L’Avent, en effet, est caractérisé par une attente : celle de l’avènement de Jésus dans notre humanité. En disant cela, nous pensons tout de suite au mystère de l’Incarnation, que nous fêterons, au terme de l’Avent, à Noël. En réalité, « la Nativité de notre Seigneur Jésus-Christ selon la chair », selon l’expression du Martyrologe romain, s’est déjà réalisée une fois pour toutes, il y a vingt siècles. L’attente que nous vivons réellement chaque jour, et dont le temps de l’Avent nous invite à prendre conscience d’une façon particulière, est l’attente d’un autre avènement de Jésus : c’est l’attente eschatologique du retour glorieux du Sauveur, de son ultime avènement, que nous appelons de nos vœux lors de l’anamnèse, après la consécration eucharistique. Et parce que cette attente, bien qu’elle soit pleine d’espérance, constitue néanmoins un horizon éthéré, car nous n’en connaissons ni le jour ni l’heure, elle peut sembler parfois irréelle et amener un certain découragement.

Découragement devant le mal à l’œuvre dans le monde, qui nous fait parfois supplier, avec le psalmiste : « Combien de temps encore, Seigneur ? Combien de temps ? ».

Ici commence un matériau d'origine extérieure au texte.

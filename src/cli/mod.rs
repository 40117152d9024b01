//! Command-line interface parsing and handling
//!
//! This module handles parsing command-line arguments and executing the appropriate commands.

pub mod context;
pub mod model_list;
pub mod say;
pub mod settings;

use std::error::Error;
use std::path::PathBuf;

use clap::{Parser, Subcommand};
use tracing::{info, warn};

use crate::cli::context::ChatContext;
use crate::cli::model_list::list_models;
use crate::cli::say::run_say;
use crate::cli::settings::{SetContext, SettingError, SettingRegistry};
use crate::core::config::{path_display, Config};
use crate::core::transport::event_channel;
use crate::logging::{self, LogTarget};
use crate::ui::chat_loop::{run_chat, ChatExit, ChatHandles};

const LONG_VERSION: &str = concat!(
    env!("CARGO_PKG_VERSION"),
    " (",
    env!("VERGEN_GIT_DESCRIBE"),
    ", built ",
    env!("VERGEN_BUILD_DATE"),
    " with rustc ",
    env!("VERGEN_RUSTC_SEMVER"),
    ")"
);

#[derive(Parser)]
#[command(name = "causerie")]
#[command(version, long_version = LONG_VERSION)]
#[command(about = "A full-screen terminal client for a self-hosted chat server")]
#[command(
    long_about = "Causerie is a full-screen terminal chat client for a self-hosted chat server. \
Replies stream over a WebSocket when the server offers one and fall back to a single \
HTTP request otherwise.\n\n\
Authentication:\n\
  Use 'causerie login --remember' to keep your password in the system keyring.\n\n\
Controls:\n\
  Enter             Send the message\n\
  Ctrl+J            Insert a new line\n\
  Tab/Shift+Tab     Cycle through the server's models\n\
  Up/Down/PgUp/PgDn Scroll through the conversation\n\
  Ctrl+L            Log out\n\
  Ctrl+C/Esc        Quit\n\n\
Environment Variables:\n\
  CAUSERIE_LOG      Log filter (e.g. 'causerie=debug')"
)]
pub struct Args {
    #[command(subcommand)]
    pub command: Option<Commands>,

    /// Chat server base URL (overrides the config file)
    #[arg(short = 's', long, global = true, value_name = "URL")]
    pub server: Option<String>,

    /// Model to select once the server's catalog is loaded
    #[arg(short = 'm', long, global = true, value_name = "MODEL")]
    pub model: Option<String>,

    /// Write diagnostic logs to this file
    #[arg(short = 'l', long, global = true, value_name = "FILE")]
    pub log: Option<PathBuf>,

    /// Never use the streaming channel; send each message as one HTTP request
    #[arg(long, global = true)]
    pub one_shot: bool,

    /// Log debug output (to stderr for commands without the full-screen UI)
    #[arg(short = 'v', long, global = true)]
    pub verbose: bool,
}

#[derive(Subcommand, Clone)]
pub enum Commands {
    /// Start the chat interface (default)
    Chat,
    /// Send a single prompt and print the reply without the full-screen UI
    Say {
        /// Prompt text
        #[arg(trailing_var_arg = true, allow_hyphen_values = true)]
        prompt: Vec<String>,
    },
    /// List the models offered by the server
    Models,
    /// Log in to the server
    Login {
        /// Store the password in the system keyring
        #[arg(long)]
        remember: bool,
    },
    /// Log out and forget any stored password
    Logout,
    /// Set configuration values, or list them when no key is given
    Set {
        /// Configuration key to set
        key: Option<String>,
        /// Value to set for the key (can be multiple words)
        #[arg(trailing_var_arg = true, allow_hyphen_values = true)]
        value: Vec<String>,
    },
    /// Unset configuration values
    Unset {
        /// Configuration key to unset
        key: String,
        /// Value to unset for the key (optional)
        value: Option<String>,
    },
}

pub fn main() -> Result<(), Box<dyn Error>> {
    tokio::runtime::Runtime::new()?.block_on(async_main())
}

async fn async_main() -> Result<(), Box<dyn Error>> {
    let args = Args::parse();
    let command = args.command.clone().unwrap_or(Commands::Chat);

    match command {
        Commands::Set { key, value } => return run_set(key, value),
        Commands::Unset { key, value } => return run_unset(&key, value.as_deref()),
        _ => {}
    }

    let ctx = ChatContext::resolve(&args)?;
    let target = match command {
        Commands::Chat => ctx.log_target(&args),
        _ if args.verbose => LogTarget::Stderr,
        _ => ctx.log_target(&args),
    };
    let _log_guard = match logging::init(&target, args.verbose) {
        Ok(guard) => guard,
        Err(err) => {
            eprintln!("⚠️  Logging disabled: {err}");
            None
        }
    };

    match command {
        Commands::Chat => run_interactive(&ctx).await,
        Commands::Say { prompt } => run_say(&ctx, prompt).await,
        Commands::Models => list_models(&ctx).await,
        Commands::Login { remember } => {
            let logged = ctx.login(remember).await?;
            let name = logged.username.unwrap_or_default();
            println!("✅ Logged in to {} as {name}", ctx.server_url);
            Ok(())
        }
        Commands::Logout => {
            ctx.logout(true).await?;
            println!("👋 Logged out of {}", ctx.server_url);
            Ok(())
        }
        Commands::Set { .. } | Commands::Unset { .. } => Ok(()),
    }
}

async fn run_interactive(ctx: &ChatContext) -> Result<(), Box<dyn Error>> {
    ctx.ensure_session().await?;

    loop {
        let (transport_tx, transport_rx) = event_channel();
        let handles = ChatHandles {
            session: ctx.build_session(transport_tx.clone()),
            client: ctx.client().clone(),
            one_shot: ctx.one_shot_channel(),
            transport_tx,
            transport_rx,
        };

        match run_chat(handles).await? {
            ChatExit::Quit => return Ok(()),
            ChatExit::LoggedOut => {
                ctx.logout(false).await?;
                println!("👋 Logged out of {}", ctx.server_url);
                return Ok(());
            }
            ChatExit::AuthenticationLost => {
                warn!("server rejected the session; logging in again");
                eprintln!("⚠️  The server ended your session. Please log in again.");
                ctx.login(false).await?;
                info!("session restored");
            }
        }
    }
}

fn run_set(key: Option<String>, value: Vec<String>) -> Result<(), Box<dyn Error>> {
    let config_path = Config::config_path()?;
    let registry = SettingRegistry::new();

    let Some(key) = key else {
        let config = Config::load_from_path(&config_path)?;
        println!("📋 Current configuration ({}):", path_display(&config_path));
        for line in registry.format_all(&config) {
            println!("{line}");
        }
        return Ok(());
    };

    let ctx = SetContext {
        config_path: &config_path,
    };
    let result = match registry.get(&key) {
        Some(handler) => handler.set(&value, &ctx),
        None => Err(SettingError::UnknownKey(key)),
    };
    report(result)
}

fn run_unset(key: &str, value: Option<&str>) -> Result<(), Box<dyn Error>> {
    let config_path = Config::config_path()?;
    let registry = SettingRegistry::new();
    let ctx = SetContext {
        config_path: &config_path,
    };
    let result = match registry.get(key) {
        Some(handler) => handler.unset(value, &ctx),
        None => Err(SettingError::UnknownKey(key.to_string())),
    };
    report(result)
}

fn report(result: Result<String, SettingError>) -> Result<(), Box<dyn Error>> {
    match result {
        Ok(message) => {
            println!("{message}");
            Ok(())
        }
        Err(err) => {
            err.print();
            std::process::exit(1);
        }
    }
}

#[cfg(test)]
mod tests {
    use super::*;

    #[test]
    fn no_subcommand_means_chat() {
        let args = Args::parse_from(["causerie"]);
        assert!(matches!(args.command.unwrap_or(Commands::Chat), Commands::Chat));
    }

    #[test]
    fn say_collects_the_whole_prompt() {
        let args = Args::parse_from(["causerie", "say", "what", "is", "-2+2?"]);
        match args.command.unwrap_or(Commands::Chat) {
            Commands::Say { prompt } => assert_eq!(prompt.join(" "), "what is -2+2?"),
            _ => panic!("expected say"),
        }
    }

    #[test]
    fn global_flags_work_after_subcommand() {
        let args = Args::parse_from(["causerie", "models", "--server", "http://h:1", "--one-shot"]);
        assert_eq!(args.server.as_deref(), Some("http://h:1"));
        assert!(args.one_shot);
    }

    #[test]
    fn set_without_key_lists() {
        let args = Args::parse_from(["causerie", "set"]);
        match args.command.unwrap_or(Commands::Chat) {
            Commands::Set { key, value } => {
                assert!(key.is_none());
                assert!(value.is_empty());
            }
            _ => panic!("expected set"),
        }
    }

    #[test]
    fn login_remember_flag() {
        let args = Args::parse_from(["causerie", "login", "--remember"]);
        assert!(matches!(
            args.command.unwrap_or(Commands::Chat),
            Commands::Login { remember: true }
        ));
    }
}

Mais pour combattre ce découragement, nous attendons un autre avènement de Jésus : son avènement mystique dans nos âmes, à chaque instant de notre vie, par sa grâce, donnée par les sacrements et par tous nos actes de charité. Cet avènement, nous le vivons en réalité quotidiennement lorsque nous nous appliquons à vivre en la présence de Dieu et lui préparons en nous une demeure. Cet avènement se fait dans le présent de chaque instant, dans la réalité de notre vie spirituelle. Dans un présent perpétuel, sans passé ni futur, par une grâce sans cesse renouvelée.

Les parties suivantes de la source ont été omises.